哥们多次邀请我去拉萨,因为工作原因次次推迟。所以周日我到拉萨,完成多年前给哥们的承诺。同时也希望能为西藏祈祷和平。

然而,上飞机前的痛风,下飞机后的高原反应,缺氧、呼气困难、胃口不好、痛疼、感冒、肺水肿。导游说所有可能有的高原反应我都中了。

拖拉行李,一半都是药。

”为什么来拉萨?”

”西藏是个神秘的地方,有着灿烂的阳光,洁白的云朵,纯净的天空,稀薄的空气,连绵的雪山,安静的湖泊。“

这里风景太漂亮了。这5天走过拉萨(罗布林卡和大昭寺)、纳木错、桑耶寺、 雍布拉康、羊湖。如果自己开车自驾游,路上的风景美如画。

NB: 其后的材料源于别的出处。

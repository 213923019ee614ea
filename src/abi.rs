//! Contract handle and ABI metadata.
//!
//! The ABI artifact is fixed at build time: message selectors and event
//! signature topics for the deployed course marketplace contract. A handle
//! pairs that metadata with the deployment address and is constructed once,
//! before any session exists.

use crate::error::{ErrorKind, Result};
use serde::{Deserialize, Serialize};
use serde_json::Value;

const CONTRACT_ARTIFACT: &str = include_str!("../artifacts/contract.json");

#[derive(Debug, Clone, Deserialize, Serialize)]
pub struct MessageSpec {
    pub label: String,
    pub selector: String,
    pub mutates: bool,
    pub payable: bool,
}

#[derive(Debug, Clone, Deserialize, Serialize)]
pub struct EventArg {
    pub label: String,
    pub indexed: bool,
}

#[derive(Debug, Clone, Deserialize, Serialize)]
pub struct EventSpec {
    pub label: String,
    pub signature_topic: String,
    #[serde(default)]
    pub args: Vec<EventArg>,
}

#[derive(Debug, Clone, Deserialize, Serialize)]
pub struct AbiMetadata {
    pub messages: Vec<MessageSpec>,
    pub events: Vec<EventSpec>,
}

fn decode_hex_field(value: &str, expected_len: usize, what: &str) -> Result<Vec<u8>> {
    let stripped = value.strip_prefix("0x").unwrap_or(value);
    let bytes = hex::decode(stripped)?;
    if bytes.len() != expected_len {
        return Err(ErrorKind::ParseError(format!(
            "{what} must be {expected_len} bytes, got {}",
            bytes.len()
        ))
        .into());
    }
    Ok(bytes)
}

impl AbiMetadata {
    pub fn from_artifact() -> Result<Self> {
        Ok(serde_json::from_str(CONTRACT_ARTIFACT)?)
    }

    pub fn message(&self, label: &str) -> Result<&MessageSpec> {
        self.messages
            .iter()
            .find(|m| m.label == label)
            .ok_or_else(|| ErrorKind::ParseError(format!("unknown message: {label}")).into())
    }

    /// 4-byte call selector for a message label.
    pub fn selector(&self, label: &str) -> Result<[u8; 4]> {
        let spec = self.message(label)?;
        let bytes = decode_hex_field(&spec.selector, 4, "selector")?;
        let mut selector = [0u8; 4];
        selector.copy_from_slice(&bytes);
        Ok(selector)
    }

    /// 32-byte signature topic for an event label.
    pub fn event_topic(&self, label: &str) -> Result<[u8; 32]> {
        let spec = self
            .events
            .iter()
            .find(|e| e.label == label)
            .ok_or_else(|| {
                crate::error::Error::new(ErrorKind::ParseError(format!("unknown event: {label}")))
            })?;
        let bytes = decode_hex_field(&spec.signature_topic, 32, "signature topic")?;
        let mut topic = [0u8; 32];
        topic.copy_from_slice(&bytes);
        Ok(topic)
    }
}

/// Immutable pairing of a deployed address with parsed ABI metadata.
#[derive(Debug, Clone)]
pub struct ContractHandle {
    pub address: String,
    pub abi: AbiMetadata,
}

impl ContractHandle {
    pub fn new(address: &str, abi: AbiMetadata) -> Self {
        Self {
            address: address.to_string(),
            abi,
        }
    }

    pub fn from_artifact(address: &str) -> Result<Self> {
        Ok(Self::new(address, AbiMetadata::from_artifact()?))
    }
}

/// Events the contract emits. The client can decode them from a JSON event
/// record but nothing subscribes at runtime; catalog refresh stays manual.
#[derive(Debug, Clone, PartialEq, Eq)]
pub enum ContractEvent {
    CourseCreated {
        course_id: u32,
        teacher: String,
        title: String,
    },
    StudentEnrolled {
        course_id: u32,
        student: String,
    },
}

impl ContractEvent {
    pub fn decode(record: &Value) -> Result<ContractEvent> {
        let label = record["event"]
            .as_str()
            .ok_or_else(|| ErrorKind::ParseError("event record without label".to_string()))?;

        let course_id = record["course_id"].as_u64().and_then(|id| u32::try_from(id).ok());

        match label {
            "CourseCreated" => Ok(ContractEvent::CourseCreated {
                course_id: course_id
                    .ok_or_else(|| bad_field("CourseCreated", "course_id"))?,
                teacher: record["teacher"]
                    .as_str()
                    .ok_or_else(|| bad_field("CourseCreated", "teacher"))?
                    .to_string(),
                title: record["title"]
                    .as_str()
                    .ok_or_else(|| bad_field("CourseCreated", "title"))?
                    .to_string(),
            }),
            "StudentEnrolled" => Ok(ContractEvent::StudentEnrolled {
                course_id: course_id
                    .ok_or_else(|| bad_field("StudentEnrolled", "course_id"))?,
                student: record["student"]
                    .as_str()
                    .ok_or_else(|| bad_field("StudentEnrolled", "student"))?
                    .to_string(),
            }),
            other => Err(ErrorKind::ParseError(format!("unknown event: {other}")).into()),
        }
    }
}

fn bad_field(event: &str, field: &str) -> crate::error::Error {
    ErrorKind::ParseError(format!("{event} record missing {field}")).into()
}

#[cfg(test)]
mod tests {
    use super::*;
    use serde_json::json;

    #[test]
    fn artifact_parses_with_all_messages() {
        let abi = AbiMetadata::from_artifact().unwrap();
        for label in [
            "get_all_courses",
            "get_student_courses",
            "enroll",
            "create_course",
            "verify_enrollment",
        ] {
            assert_eq!(abi.selector(label).unwrap().len(), 4);
        }
        assert!(abi.message("enroll").unwrap().payable);
        assert!(!abi.message("get_all_courses").unwrap().mutates);
    }

    #[test]
    fn event_topics_resolve() {
        let abi = AbiMetadata::from_artifact().unwrap();
        let created = abi.event_topic("CourseCreated").unwrap();
        let enrolled = abi.event_topic("StudentEnrolled").unwrap();
        assert_eq!(created[0], 0x7f);
        assert_eq!(enrolled[0], 0x41);
        assert_ne!(created, enrolled);
    }

    #[test]
    fn indexed_flags_match_declared_shape() {
        let abi = AbiMetadata::from_artifact().unwrap();
        let created = abi.events.iter().find(|e| e.label == "CourseCreated").unwrap();
        let indexed: Vec<&str> = created
            .args
            .iter()
            .filter(|a| a.indexed)
            .map(|a| a.label.as_str())
            .collect();
        assert_eq!(indexed, ["course_id", "teacher"]);
    }

    #[test]
    fn unknown_message_is_an_error() {
        let abi = AbiMetadata::from_artifact().unwrap();
        assert!(abi.selector("flip").is_err());
    }

    #[test]
    fn decodes_course_created_record() {
        let record = json!({
            "event": "CourseCreated",
            "course_id": 7,
            "teacher": "5GrwvaEF5zXb26Fz9rcQpDWS57CtERHpNehXCPcNoHGKutQY",
            "title": "Intro to ink!",
        });
        let event = ContractEvent::decode(&record).unwrap();
        assert_eq!(
            event,
            ContractEvent::CourseCreated {
                course_id: 7,
                teacher: "5GrwvaEF5zXb26Fz9rcQpDWS57CtERHpNehXCPcNoHGKutQY".to_string(),
                title: "Intro to ink!".to_string(),
            }
        );
    }

    #[test]
    fn decodes_student_enrolled_and_rejects_unknown() {
        let record = json!({
            "event": "StudentEnrolled",
            "course_id": 3,
            "student": "5FHneW46xGXgs5mUiveU4sbTyGBzmstUspZC92UhjJM694ty",
        });
        assert!(matches!(
            ContractEvent::decode(&record).unwrap(),
            ContractEvent::StudentEnrolled { course_id: 3, .. }
        ));

        let unknown = json!({ "event": "CourseRetired", "course_id": 1 });
        assert!(ContractEvent::decode(&unknown).is_err());
    }
}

然而,缺氧的感觉就是困。路途上大部分时间都在睡觉。而且缺氧严重感觉好像要死掉了。高原走起路来感觉老了20岁,上一层楼梯都会喘不过气。在蓝天白云绿水的纳木错,一步一步慢慢走着,一手拿着手机拍照,另外一只手拿着氧气筒。

风景再美,也无福消受。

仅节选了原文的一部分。